Danforth Reformed Church

130 years serving the LordThe Faith Journey of the Danforth Reformed Church
135 Years of Ministry

Danforth Reformed Church's faith journey is intimately connected to the Netherlands. In his book, Netherlanders in America, on pages 328-329, Henry Stephens Lucas notes the following concerning Danforth and the Hollanders.

Some Dutch immigrants, on their arrival, went directly to the fertile lands in Iroquois County, Illinois. A number of Groningers settled near Danforth in 1868. This group held religious services without the aid of a minister until Dominie A. Duiker came, in the spring of 1873. In that year the congregation, which had been organized in 1870, increased from fifteen families to thirty-five. In 1874, when the group numbered forty families, Dominie Lammert Hulst, whom the congregation had invited, arrived from Stadskanaal, in the Netherlands.

But how did this connection to the Netherlands begin? One has to go back to the Illinois Central Railroad Company which ran through this area on a regular basis. One of the railroad employees was a native from the Netherlands and asked the Danforth Brothers, who had purchased the land around 1856 from the railroad company and formed the Danforth township, if the Netherlanders could come and help drain the fields of fertile soil.

Thus the quote concerning the entrance of the Netherlanders to this area. And as these Netherlanders came - they came with the motto,"Without the Lord all is vain." So as these families came forth they did with a sense of religious commitment to the Lord Jesus Christ. The Wisconsin Classis knew this truth and aided in the forming of a church on September 14, 1869. This church was known as the Reformed Church of Danforth and was cared for by the Reverends Debey and Zemer.

The church circa 1980 - 1906 and 1956.Three years later, in 1872, the first church and parsonage were built. Through the years these buildings were updated and used by the congregation to help proclaim the good news of Jesus Christ. There was a pipe organ which was purchased through a grant from the Carnegie fund in 1914. there was an extensive renovation in 1930 that aided in the usefulness of the old church.

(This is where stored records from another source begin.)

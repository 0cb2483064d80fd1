use thiserror::Error;

#[derive(Error, Debug)]
pub enum FaceError {
    #[error("invalid argument: {0}")]
    InvalidArgument(String),

    #[error("{entity} not found: {id}")]
    NotFound { entity: &'static str, id: i64 },

    #[error("face {face_id} has no usable embedding")]
    NoEmbeddingData { face_id: i64 },

    // Storage call failed; the caller decides whether to retry.
    #[error("store error: {0}")]
    Store(String),

    #[error("job not found: {job_id}")]
    JobNotFound { job_id: String },

    #[error("job already running: {job_id}")]
    JobAlreadyRunning { job_id: String },
}

impl FaceError {
    pub fn invalid(msg: impl Into<String>) -> Self {
        FaceError::InvalidArgument(msg.into())
    }

    pub fn person_not_found(id: i64) -> Self {
        FaceError::NotFound { entity: "person", id }
    }

    pub fn face_not_found(id: i64) -> Self {
        FaceError::NotFound { entity: "face", id }
    }

    /// Machine-readable error kind, stable across releases.
    pub fn kind(&self) -> &'static str {
        match self {
            FaceError::InvalidArgument(_) => "invalid_argument",
            FaceError::NotFound { .. } => "not_found",
            FaceError::NoEmbeddingData { .. } => "no_embedding_data",
            FaceError::Store(_) => "transient_store_error",
            FaceError::JobNotFound { .. } => "job_not_found",
            FaceError::JobAlreadyRunning { .. } => "job_already_running",
        }
    }

    pub fn status_code(&self) -> u16 {
        match self {
            FaceError::InvalidArgument(_) => 400,
            FaceError::NotFound { .. } | FaceError::JobNotFound { .. } => 404,
            FaceError::JobAlreadyRunning { .. } => 409,
            FaceError::NoEmbeddingData { .. } => 422,
            FaceError::Store(_) => 503,
        }
    }
}

impl From<anyhow::Error> for FaceError {
    fn from(e: anyhow::Error) -> Self {
        // Domain errors raised inside a blocking closure travel through anyhow.
        match e.downcast::<FaceError>() {
            Ok(inner) => inner,
            Err(e) => FaceError::Store(format!("{e:#}")),
        }
    }
}

impl From<rusqlite::Error> for FaceError {
    fn from(e: rusqlite::Error) -> Self {
        FaceError::Store(e.to_string())
    }
}

impl From<r2d2::Error> for FaceError {
    fn from(e: r2d2::Error) -> Self {
        FaceError::Store(format!("connection pool: {e}"))
    }
}

impl From<tokio::task::JoinError> for FaceError {
    fn from(e: tokio::task::JoinError) -> Self {
        FaceError::Store(format!("blocking task failed: {e}"))
    }
}

pub type Result<T> = std::result::Result<T, FaceError>;
use std::sync::Arc;
use axum::{extract::State, Json};
use serde::{Deserialize, Serialize};

use crate::AppState;
use crate::api::{ApiJson, ApiResult};
use crate::db::query;
use crate::faces::settings::Thresholds;
use crate::stats::StatsSnapshot;

#[derive(Serialize)]
#[serde(rename_all = "camelCase")]
pub struct Health {
    pub status: &'static str,
    pub version: &'static str,
    pub search_backend: &'static str,
    pub uptime_secs: u64,
}

pub async fn health(State(state): State<Arc<AppState>>) -> Json<Health> {
    Json(Health {
        status: "ok",
        version: env!("CARGO_PKG_VERSION"),
        search_backend: state.store.strategy(),
        uptime_secs: state.started_at.elapsed().as_secs(),
    })
}

#[derive(Serialize)]
#[serde(rename_all = "camelCase")]
pub struct StatsResponse {
    #[serde(flatten)]
    pub counters: StatsSnapshot,
    pub persons: i64,
    pub assigned_faces: i64,
    pub unassigned_faces: i64,
}

pub async fn stats(State(state): State<Arc<AppState>>) -> ApiResult<StatsResponse> {
    let min_confidence = state.settings.confidence_threshold().await?;
    let (persons, assigned_faces, unassigned_faces) = state
        .db
        .run(move |conn| {
            Ok((
                query::count_persons(conn)?,
                query::count_assigned_faces(conn)?,
                query::count_unassigned_eligible(conn, min_confidence)?,
            ))
        })
        .await?;
    Ok(Json(StatsResponse { counters: state.stats.snapshot(), persons, assigned_faces, unassigned_faces }))
}

pub async fn get_face_settings(State(state): State<Arc<AppState>>) -> ApiResult<Thresholds> {
    Ok(Json(state.settings.thresholds().await?))
}

#[derive(Deserialize)]
#[serde(rename_all = "camelCase")]
pub struct UpdateSettings {
    pub similarity_threshold: Option<f32>,
    pub confidence_threshold: Option<f32>,
}

pub async fn update_face_settings(
    State(state): State<Arc<AppState>>,
    ApiJson(body): ApiJson<UpdateSettings>,
) -> ApiResult<Thresholds> {
    Ok(Json(state.settings.update(body.similarity_threshold, body.confidence_threshold).await?))
}
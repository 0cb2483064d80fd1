//! Pure vector helpers shared by the store, prototype and search layers.

use crate::error::{FaceError, Result};

pub fn dot(a: &[f32], b: &[f32]) -> f32 {
    a.iter().zip(b.iter()).map(|(x, y)| x * y).sum()
}

pub fn l2_norm(v: &[f32]) -> f32 {
    v.iter().map(|x| x * x).sum::<f32>().sqrt()
}

/// Cosine similarity in [-1, 1].
///
/// Mismatched lengths, empty input and zero-norm vectors all score 0 so a
/// degenerate embedding never matches anything and never yields NaN.
pub fn cosine_similarity(a: &[f32], b: &[f32]) -> f32 {
    if a.len() != b.len() || a.is_empty() {
        return 0.0;
    }
    let norm_a = l2_norm(a);
    let norm_b = l2_norm(b);
    if norm_a == 0.0 || norm_b == 0.0 || !norm_a.is_finite() || !norm_b.is_finite() {
        return 0.0;
    }
    (dot(a, b) / (norm_a * norm_b)).clamp(-1.0, 1.0)
}

/// Element-wise arithmetic mean.
pub fn mean_vector(vectors: &[Vec<f32>]) -> Result<Vec<f32>> {
    let first = vectors
        .first()
        .ok_or_else(|| FaceError::invalid("cannot average an empty vector list"))?;
    let dim = first.len();
    let mut acc = vec![0f32; dim];
    for v in vectors {
        if v.len() != dim {
            return Err(FaceError::invalid(format!(
                "vector length mismatch: expected {dim}, got {}",
                v.len()
            )));
        }
        for (slot, value) in acc.iter_mut().zip(v.iter()) {
            *slot += value;
        }
    }
    let inv = 1.0f32 / vectors.len() as f32;
    for value in acc.iter_mut() {
        *value *= inv;
    }
    Ok(acc)
}

/// Scales to unit length; the zero vector is returned unchanged.
pub fn normalize(v: &[f32]) -> Vec<f32> {
    let norm = l2_norm(v);
    if norm == 0.0 || !norm.is_finite() {
        return v.to_vec();
    }
    v.iter().map(|x| x / norm).collect()
}

pub fn similarity_to_distance(s: f32) -> f32 {
    1.0 - s
}

pub fn distance_to_similarity(d: f32) -> f32 {
    1.0 - d
}

/// Thresholds are similarities and must lie in [0, 1].
pub fn validate_threshold(name: &str, value: f32) -> Result<f32> {
    if !(0.0..=1.0).contains(&value) || value.is_nan() {
        return Err(FaceError::invalid(format!("{name} must be within [0, 1], got {value}")));
    }
    Ok(value)
}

Then in 1952 a building committee was formed to have a new church building built in its present location. The ground breaking service took place in 1954. April 27-29, 1955 the church held a variety of special services to dedicate this new building. Many memorials and sacrificial gifts made this present church a possibility. Even today (1999) the same truth rings forth as the memorial gift of a Rodgers organ was given by Lester and Annabelle Bensema thus continuing to enrich the present building and the church family.

In 1967 the present parsonage was built. The old church was torn down and used to build the parsonage. This building of the parsonage has been called a step of faith. There have been several added features to the parsonage from carpet to a dishwasher to ceiling fans. This is a great blessing to all who live in the parsonage.

The family life of the church has been rich in heritage. She has produce sons of the church and many pastor's wives. Even today mission is important to this church as she continues to support the missionaries who serve in Japan. She has continually supported the Jackson County Ministries by giving clothes, making bed spread quilts, and constant giving to G.O.D.'s Food Pantry. Pastor MacDonald and the church have supported the recent initiation of the Youth for Christ Ministry within the Iroquois West School District. Thus the vision is constantly being affirmed in building and ministry.Our current church.

The future of Danforth Reformed Church is a promising one as we continue to struggle with building improvements to challenging ministries that will make a difference in the community. The vision; "We are here seeking God's help to live in harmony, searching for souls to show the way of salvation through Christ...." is constantly before us as we reach into the future..."Without the Lord all is vain."

The prayer is that we continually reach out like the past generations and make a difference both in the buildings that others have left behind and more importantly that lives are changed as Jesus Christ is presented.